Report #10986
[bug\_fix] OIDC token retrieval fails with 'Error: Unable to get ID token' or AWS 'Not authorized to perform sts:AssumeRoleWithWebIdentity' despite correct IAM trust policy
Add \`permissions: id-token: write\` to the job level \(and usually \`contents: read\` if checking out code\). The GitHub Actions runner cannot mint an OIDC JWT for exchange with cloud providers \(AWS, Azure, GCP\) unless the workflow job explicitly requests the \`id-token: write\` permission. Without this, the \`ACTIONS\_ID\_TOKEN\_REQUEST\_TOKEN\` environment variable is unset, and actions like \`configure-aws-credentials\` cannot retrieve the JWT.
Journey Context:
A developer configures a workflow to deploy to AWS using OIDC instead of long-lived AWS keys.
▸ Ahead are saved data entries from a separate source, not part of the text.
//! A1-style address handling: column letters, cell references, ranges and
//! sheet-qualified references.
//!
//! All rows and columns in this module are 1-based, as they appear in the
//! spreadsheet UI and in extraction records.

use std::fmt;

/// Last row addressable in an OOXML worksheet.
pub const MAX_ROWS: u32 = 1_048_576;
/// Last column addressable in an OOXML worksheet (`XFD`).
pub const MAX_COLUMNS: u32 = 16_384;

/// Convert a 1-based column index to its letter label (1 -> "A", 27 -> "AA").
///
/// Bijective base-26: there is no zero digit. Returns an empty string for 0.
pub fn column_to_letter(column: u32) -> String {
    let mut n = column;
    let mut letters = Vec::new();
    while n > 0 {
        let rem = (n - 1) % 26;
        letters.push(b'A' + rem as u8);
        n = (n - 1) / 26;
    }
    letters.reverse();
    String::from_utf8(letters).unwrap_or_default()
}

/// Convert a column label ("A", "aa", "XFD") back to its 1-based index.
pub fn letter_to_column(letters: &str) -> Option<u32> {
    if letters.is_empty() {
        return None;
    }
    let mut col = 0u32;
    for ch in letters.chars() {
        if !ch.is_ascii_alphabetic() {
            return None;
        }
        col = col
            .checked_mul(26)?
            .checked_add(ch.to_ascii_uppercase() as u32 - 'A' as u32 + 1)?;
    }
    Some(col)
}

/// Build a plain A1 address from 1-based coordinates.
pub fn cell_address(row: u32, column: u32) -> String {
    format!("{}{}", column_to_letter(column), row)
}

/// Parse a single cell reference like `B7` or `$B$7` into 1-based `(row, col)`.
pub fn parse_cell_ref(cell_ref: &str) -> Option<(u32, u32)> {
    let s = cell_ref.trim();
    let s = s.strip_prefix('$').unwrap_or(s);
    let letters_end = s.find(|c: char| !c.is_ascii_alphabetic())?;
    let (letters, rest) = s.split_at(letters_end);
    let digits = rest.strip_prefix('$').unwrap_or(rest);
    if digits.is_empty() || !digits.chars().all(|c| c.is_ascii_digit()) {
        return None;
    }
    let col = letter_to_column(letters)?;
    let row = digits.parse::<u32>().ok()?;
    if row == 0 {
        return None;
    }
    Some((row, col))
}

/// An inclusive rectangular block of cells.
#[derive(Debug, Clone, Copy, PartialEq, Eq, Hash)]
pub struct CellRange {
    pub start_row: u32,
    pub start_col: u32,
    pub end_row: u32,
    pub end_col: u32,
}

impl CellRange {
    pub fn new(start_row: u32, start_col: u32, end_row: u32, end_col: u32) -> Self {
        Self {
            start_row: start_row.min(end_row),
            start_col: start_col.min(end_col),
            end_row: start_row.max(end_row),
            end_col: start_col.max(end_col),
        }
    }

    pub fn single(row: u32, col: u32) -> Self {
        Self::new(row, col, row, col)
    }

    /// Parse `A1`, `A1:C9`, `$A$1:$C$9`, whole columns (`A:C`) or whole rows (`2:5`).
    ///
    /// Whole-column and whole-row forms expand to the sheet limits; callers
    /// usually clamp them with [`CellRange::intersect`].
    pub fn parse(range: &str) -> Option<Self> {
        let range = range.trim();
        if range.is_empty() {
            return None;
        }
        let Some((first, second)) = range.split_once(':') else {
            let (row, col) = parse_cell_ref(range)?;
            return Some(Self::single(row, col));
        };
        if let (Some((r1, c1)), Some((r2, c2))) = (parse_cell_ref(first), parse_cell_ref(second)) {
            return Some(Self::new(r1, c1, r2, c2));
        }

        let first = first.trim().trim_start_matches('$');
        let second = second.trim().trim_start_matches('$');
        if let (Some(c1), Some(c2)) = (letter_to_column(first), letter_to_column(second)) {
            return Some(Self::new(1, c1, MAX_ROWS, c2));
        }
        if let (Ok(r1), Ok(r2)) = (first.parse::<u32>(), second.parse::<u32>())
            && r1 > 0
            && r2 > 0
        {
            return Some(Self::new(r1, 1, r2, MAX_COLUMNS));
        }
        None
    }

    pub fn rows(&self) -> u32 {
        self.end_row - self.start_row + 1
    }

    pub fn columns(&self) -> u32 {
        self.end_col - self.start_col + 1
    }

    pub fn cell_count(&self) -> u64 {
        self.rows() as u64 * self.columns() as u64
    }

    pub fn contains(&self, row: u32, col: u32) -> bool {
        row >= self.start_row && row <= self.end_row && col >= self.start_col && col <= self.end_col
    }

    /// Overlapping block of two ranges, if any.
    pub fn intersect(&self, other: &CellRange) -> Option<CellRange> {
        let start_row = self.start_row.max(other.start_row);
        let start_col = self.start_col.max(other.start_col);
        let end_row = self.end_row.min(other.end_row);
        let end_col = self.end_col.min(other.end_col);
        (start_row <= end_row && start_col <= end_col)
            .then(|| CellRange::new(start_row, start_col, end_row, end_col))
    }

    /// Smallest range covering both.
    pub fn union(&self, other: &CellRange) -> CellRange {
        CellRange::new(
            self.start_row.min(other.start_row),
            self.start_col.min(other.start_col),
            self.end_row.max(other.end_row),
            self.end_col.max(other.end_col),
        )
    }

    /// Row-major iteration over every position in the range.
    pub fn positions(&self) -> impl Iterator<Item = (u32, u32)> + '_ {
        (self.start_row..=self.end_row)
            .flat_map(move |row| (self.start_col..=self.end_col).map(move |col| (row, col)))
    }

    /// `A1:C9`, or `A1` for a single cell.
    pub fn address(&self) -> String {
        let start = cell_address(self.start_row, self.start_col);
        if self.start_row == self.end_row && self.start_col == self.end_col {
            start
        } else {
            format!("{}:{}", start, cell_address(self.end_row, self.end_col))
        }
    }
}

impl Default for CellRange {
    fn default() -> Self {
        CellRange::single(1, 1)
    }
}

impl fmt::Display for CellRange {
    fn fmt(&self, f: &mut fmt::Formatter<'_>) -> fmt::Result {
        f.write_str(&self.address())
    }
}

/// Parse a space-separated OOXML `sqref` list such as `A1:A5 C3`.
pub fn parse_sqref(sqref: &str) -> Vec<CellRange> {
    sqref.split_whitespace().filter_map(CellRange::parse).collect()
}

/// Remove one level of single-quote wrapping from a sheet name, unescaping `''`.
pub fn unquote_sheet_name(name: &str) -> String {
    let name = name.trim();
    match name.strip_prefix('\'').and_then(|n| n.strip_suffix('\'')) {
        Some(inner) => inner.replace("''", "'"),
        None => name.to_string(),
    }
}

/// Split `Sheet!A1:B2` or `'My Sheet'!A1` into an optional unquoted sheet
/// name and the address part. Returns `(None, input)` when unqualified.
pub fn split_sheet_reference(reference: &str) -> (Option<String>, &str) {
    let reference = reference.trim();
    if reference.starts_with('\'') {
        // Quoted names may themselves contain '!', so scan for the closing quote.
        let bytes = reference.as_bytes();
        let mut i = 1;
        while i < bytes.len() {
            if bytes[i] == b'\'' {
                if bytes.get(i + 1) == Some(&b'\'') {
                    i += 2;
                    continue;
                }
                if bytes.get(i + 1) == Some(&b'!') {
                    let sheet = unquote_sheet_name(&reference[..=i]);
                    return (Some(sheet), &reference[i + 2..]);
                }
                break;
            }
            i += 1;
        }
    }
    match reference.split_once('!') {
        Some((sheet, address)) => (Some(unquote_sheet_name(sheet)), address),
        None => (None, reference),
    }
}

/// Quote a sheet name for use in a reference when it is not a plain identifier.
pub fn quote_sheet_name(name: &str) -> String {
    if !name.is_empty() && name.chars().all(|c| c.is_ascii_alphanumeric() || c == '_' || c == '.') {
        name.to_string()
    } else {
        format!("'{}'", name.replace('\'', "''"))
    }
}

#[cfg(test)]
mod tests {
    use super::*;

    #[test]
    fn test_column_to_letter() {
        assert_eq!(column_to_letter(1), "A");
        assert_eq!(column_to_letter(26), "Z");
        assert_eq!(column_to_letter(27), "AA");
        assert_eq!(column_to_letter(52), "AZ");
        assert_eq!(column_to_letter(703), "AAA");
        assert_eq!(column_to_letter(MAX_COLUMNS), "XFD");
        assert_eq!(column_to_letter(0), "");
    }

    #[test]
    fn test_column_round_trip() {
        for n in 1..=MAX_COLUMNS {
            assert_eq!(letter_to_column(&column_to_letter(n)), Some(n), "column {n}");
        }
    }

    #[test]
    fn test_letter_to_column_rejects_garbage() {
        assert_eq!(letter_to_column(""), None);
        assert_eq!(letter_to_column("A1"), None);
        assert_eq!(letter_to_column("ab"), Some(28));
    }

    #[test]
    fn test_parse_cell_ref() {
        assert_eq!(parse_cell_ref("A1"), Some((1, 1)));
        assert_eq!(parse_cell_ref("$B$7"), Some((7, 2)));
        assert_eq!(parse_cell_ref("AA10"), Some((10, 27)));
        assert_eq!(parse_cell_ref("A0"), None);
        assert_eq!(parse_cell_ref("10"), None);
        assert_eq!(parse_cell_ref("A1B"), None);
    }

    #[test]
    fn test_parse_range() {
        let r = CellRange::parse("$A$1:$C$3").unwrap();
        assert_eq!(r, CellRange::new(1, 1, 3, 3));
        assert_eq!(r.rows(), 3);
        assert_eq!(r.address(), "A1:C3");

        // Reversed corners normalize
        assert_eq!(CellRange::parse("C3:A1"), Some(CellRange::new(1, 1, 3, 3)));
        assert_eq!(CellRange::parse("B2").unwrap().address(), "B2");
        assert_eq!(CellRange::parse("not a range"), None);
        assert_eq!(CellRange::parse("A1:"), None);
    }

    #[test]
    fn test_whole_column_and_row() {
        let col = CellRange::parse("B:B").unwrap();
        assert_eq!(col, CellRange::new(1, 2, MAX_ROWS, 2));
        let used = CellRange::new(1, 1, 4, 3);
        assert_eq!(col.intersect(&used), Some(CellRange::new(1, 2, 4, 2)));

        let rows = CellRange::parse("2:3").unwrap();
        assert_eq!(rows.intersect(&used), Some(CellRange::new(2, 1, 3, 3)));
    }

    #[test]
    fn test_positions_row_major() {
        let r = CellRange::new(1, 1, 2, 2);
        let positions: Vec<_> = r.positions().collect();
        assert_eq!(positions, vec![(1, 1), (1, 2), (2, 1), (2, 2)]);
    }

    #[test]
    fn test_split_sheet_reference() {
        assert_eq!(
            split_sheet_reference("Sheet2!$A$1:$A$3"),
            (Some("Sheet2".to_string()), "$A$1:$A$3")
        );
        assert_eq!(
            split_sheet_reference("'My Sheet'!A1"),
            (Some("My Sheet".to_string()), "A1")
        );
        assert_eq!(
            split_sheet_reference("'It''s!here'!B2"),
            (Some("It's!here".to_string()), "B2")
        );
        assert_eq!(split_sheet_reference("A1:A4"), (None, "A1:A4"));
    }

    #[test]
    fn test_sqref_and_quoting() {
        assert_eq!(
            parse_sqref("A1:A3 C5"),
            vec![CellRange::new(1, 1, 3, 1), CellRange::single(5, 3)]
        );
        assert_eq!(quote_sheet_name("Data"), "Data");
        assert_eq!(quote_sheet_name("My Data"), "'My Data'");
    }
}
They set up the IAM role trust policy to allow \`token.actions.githubusercontent.com\` and specify the repository. In the workflow, they use \`aws-actions/configure-aws-credentials@v4\` with \`role-to-assume\`. The job fails with 'Error: Unable to request ID token. Make sure Actions ID token is available.' or AWS returns 'Not authorized to perform sts:AssumeRoleWithWebIdentity'. The developer verifies the IAM role trust policy is correct and checks that the repository is public \(or that the cloud provider OIDC works for private repos\). They check the workflow logs and notice the 'Set up job' step does not list 'id-token: write' in the resolved permissions. Searching the documentation for 'GitHub Actions OIDC permissions', they find the specific requirement: \`permissions: id-token: write\` must be set at the job level. They add this, optionally adding \`contents: read\` to allow checkout. The next run successfully retrieves the OIDC JWT, exchanges it for AWS credentials via STS AssumeRoleWithWebIdentity, and the deployment proceeds.
⚠ Workarounds are unverified - always check before running. Confirmations show what worked for others, not a safety guarantee.